Despite more than three years without having returned money to shareholders in dividends, Telkom’s management is confident that the fixed-line group can fund its development of telecoms infrastructure.
Telkom is working to capitalise on its vast trove of telecoms assets through a plan similar to that of former CEO Sipho Maseko, who made a bid to take control of the state-affiliated telecoms group earlier in 2023.
In July, Telkom rejected Maseko's bid, for which he had amassed a R12bn war chest together with Mauritius-based telecoms company Axian Telecom. Telkom expressed doubts about the investment consortium’s ability to execute and fund a proposal that would see Telkom’s fibre, cellphone towers and data centre assets combined with those of Axian to create a pan-African telecom infrastructure group.
CEO Serame Taukobong and his team appear to have taken a page out of this book regarding its plan, now hinging the group’s growth on Telkom’s prowess as an infrastructure company. And outgoing CFO Dirk Reyneke told Business Day that Telkom’s balance sheet was strong enough to fund the expansion.
“We are comfortable that our balance sheet is adequately geared with sufficient headroom to cover the capex [capital expenditure] required,” he said.
He explained that Telkom had cash balances of R3.6bn and unused facilities of R4.6bn.
“We’re sitting on R8.2bn of available cash as we speak. We’re very comfortable that we’ve got a strong balance sheet with enough headroom to finance growth, even before any value-unlock transactions.”
The group reported that its net debt stood at just less than R18.2bn in the six months to end-September, up 8% from the previous comparable period. This translates to a net debt to ebitda (earnings before interest, tax, depreciation and amortisation) ratio of 1.8 times.
Some in the market are not as confident about Telkom's balance sheet.
Peter Takaendesa, head of equities at Mergence Investment Managers, says Telkom “will have to sell more assets or allow well-funded strategic partners to fund that transition if they want to win as an infraco [infrastructure company].”
Funding telecoms infrastructure is notoriously expensive. In recent years, Vodacom and MTN infamously each spent about R10bn a year expanding their mobile networks while the likes of Remgro continue to spend their own billions on fibre at Vumatel and Dark Fibre Africa.
Telkom’s push as an infrastructure player appears to be at odds with the group’s move to sell off some its networking assets through Swiftnet.
“The group has indicated that they are positioning the Telkom of tomorrow as a leading infrastructure company, but now the strategy looks inconsistent on the surface when they announce they will be selling the masts and towers infrastructure business,” said Takaendesa.
“The group is battling to generate cash from operations while capital investments required to compete sustainably in both the mobile and fibre markets is quite demanding, as we have seen with Vodacom and MTN.”

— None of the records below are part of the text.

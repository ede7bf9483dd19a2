//! Content policy tables
//!
//! Drink keywords and the speech language detection table are content
//! decisions rather than logic, so they are configuration.

use concierge_core::{DrinkKeywords, Language, LanguageDetector, ScriptRule, DEFAULT_DRINK_KEYWORDS};
use serde::{Deserialize, Serialize};

use crate::ConfigError;

#[derive(Debug, Clone, PartialEq, Serialize, Deserialize)]
#[serde(default)]
pub struct ContentPolicy {
    /// Beverage keywords counted for the energy context
    pub drink_keywords: Vec<String>,
    /// Ordered character-range table; first match wins
    pub script_rules: Vec<ScriptRule>,
    /// Selected languages honoured when no script rule matches
    pub fallback_languages: Vec<Language>,
    /// Speech language when nothing else applies
    pub speech_default_language: Language,
}

impl Default for ContentPolicy {
    fn default() -> Self {
        Self {
            drink_keywords: DEFAULT_DRINK_KEYWORDS.iter().map(|k| k.to_string()).collect(),
            script_rules: ScriptRule::defaults(),
            fallback_languages: vec![Language::Spanish, Language::Portuguese],
            speech_default_language: Language::English,
        }
    }
}

impl ContentPolicy {
    pub fn language_detector(&self) -> LanguageDetector {
        LanguageDetector::new(
            self.script_rules.clone(),
            self.fallback_languages.clone(),
            self.speech_default_language,
        )
    }

    pub fn drink_keywords(&self) -> Result<DrinkKeywords, ConfigError> {
        DrinkKeywords::new(&self.drink_keywords)
            .map_err(|e| ConfigError::invalid("content.drink_keywords", e.to_string()))
    }

    pub(crate) fn validate(&self) -> Result<(), ConfigError> {
        self.drink_keywords()?;

        for (i, rule) in self.script_rules.iter().enumerate() {
            if rule.ranges.is_empty() {
                return Err(ConfigError::invalid(
                    &format!("content.script_rules[{}]", i),
                    "rule has no character ranges",
                ));
            }
            if let Some(range) = rule.ranges.iter().find(|r| !r.is_valid()) {
                return Err(ConfigError::invalid(
                    &format!("content.script_rules[{}]", i),
                    format!(
                        "range start U+{:04X} is after end U+{:04X}",
                        range.start as u32, range.end as u32
                    ),
                ));
            }
        }

        Ok(())
    }
}

#[cfg(test)]
mod tests {
    use super::*;
    use concierge_core::CharRange;

    #[test]
    fn test_default_policy_is_valid() {
        let policy = ContentPolicy::default();
        assert!(policy.validate().is_ok());
        assert_eq!(policy.drink_keywords().unwrap().count("beer"), 1);
    }

    #[test]
    fn test_reversed_range_rejected() {
        let mut policy = ContentPolicy::default();
        policy.script_rules.push(ScriptRule {
            language: Language::Korean,
            ranges: vec![CharRange::new('z', 'a')],
        });
        assert!(policy.validate().is_err());
    }

    #[test]
    fn test_empty_rule_rejected() {
        let mut policy = ContentPolicy::default();
        policy.script_rules = vec![ScriptRule {
            language: Language::Chinese,
            ranges: vec![],
        }];
        assert!(policy.validate().is_err());
    }

    #[test]
    fn test_detector_uses_policy_tables() {
        let policy = ContentPolicy {
            fallback_languages: vec![],
            ..Default::default()
        };
        let detector = policy.language_detector();
        assert_eq!(
            detector.detect("Hola", Language::Spanish),
            Language::English
        );
    }
}
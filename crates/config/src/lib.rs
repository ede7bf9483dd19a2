//! Configuration management for the concierge
//!
//! Supports loading configuration from:
//! - YAML/TOML files (`config/default`, `config/{env}`)
//! - Environment variables (CONCIERGE_ prefix, `__` separator)
//!
//! Localized copy and content policy (drink keywords, language detection
//! table) live here too, so they can change without touching code.

pub mod content;
pub mod locale;
pub mod settings;

pub use content::ContentPolicy;
pub use locale::{LocaleBundle, LocaleStrings};
pub use settings::{
    load_settings, load_settings_from, BackendSettings, MonitorSettings, ObservabilityConfig,
    RuntimeEnvironment, SessionSettings, Settings, TrainingSettings, VoiceSettings,
};

use thiserror::Error;

#[derive(Error, Debug)]
pub enum ConfigError {
    #[error("Configuration file not found: {0}")]
    FileNotFound(String),

    #[error("Failed to parse configuration: {0}")]
    ParseError(String),

    #[error("Missing required field: {0}")]
    MissingField(String),

    #[error("Invalid value for {field}: {message}")]
    InvalidValue { field: String, message: String },
}

impl ConfigError {
    pub(crate) fn invalid(field: &str, message: impl Into<String>) -> Self {
        ConfigError::InvalidValue {
            field: field.to_string(),
            message: message.into(),
        }
    }
}

impl From<config::ConfigError> for ConfigError {
    fn from(err: config::ConfigError) -> Self {
        ConfigError::ParseError(err.to_string())
    }
}

impl From<ConfigError> for concierge_core::Error {
    fn from(err: ConfigError) -> Self {
        concierge_core::Error::Config(err.to_string())
    }
}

Questions about Telkom’s ability to pay for its growth are not new. Three years ago, the group suspended paying dividends in favour of investment into businesses such as mobile.
Telkom has also been working furiously to cut costs, which saw it reducing headcount recently. Earlier in 2023, the group announced it was looking to firm up its cash position by selling a portion of its device receivables book to financial institutions for R1bn, another piece of its cost-cutting exercise.
As part of a bigger plan to “sweat assets” and “unlock value”, the group has recently completed a structural separation of its fibre unit, Openserve, which now operates as its own business.
It had been hoped that such a move would allow for outside investment in the unit, or to assist negotiations with lenders. Banks rate infrastructure companies differently to traditional telecoms, which means Openserve could be viewed with a different risk profile to that of Telkom as a group or other business units, such as BCX.
But even then, the group looks set to continue operating a centralised treasury function for its operations.
“We still run a central treasury. Negotiations will [still] be at the top, or centre,” said Reyneke. “But since we split up the balance sheets and carved them out, we’ve got debt in each one of the subsidiaries or divisions and we look at the each of them individually, in terms of credit rating, gearing compared to peers and ratings-agency requirements.”
He said Telkom had “a blended gearing of 1.5 to 1.9 times for the group. In there, we have different gearing for BCX and Openserve, for example, and that informs the blended rating.”
But, for now, negotiations and funding “will still come from the central pot”.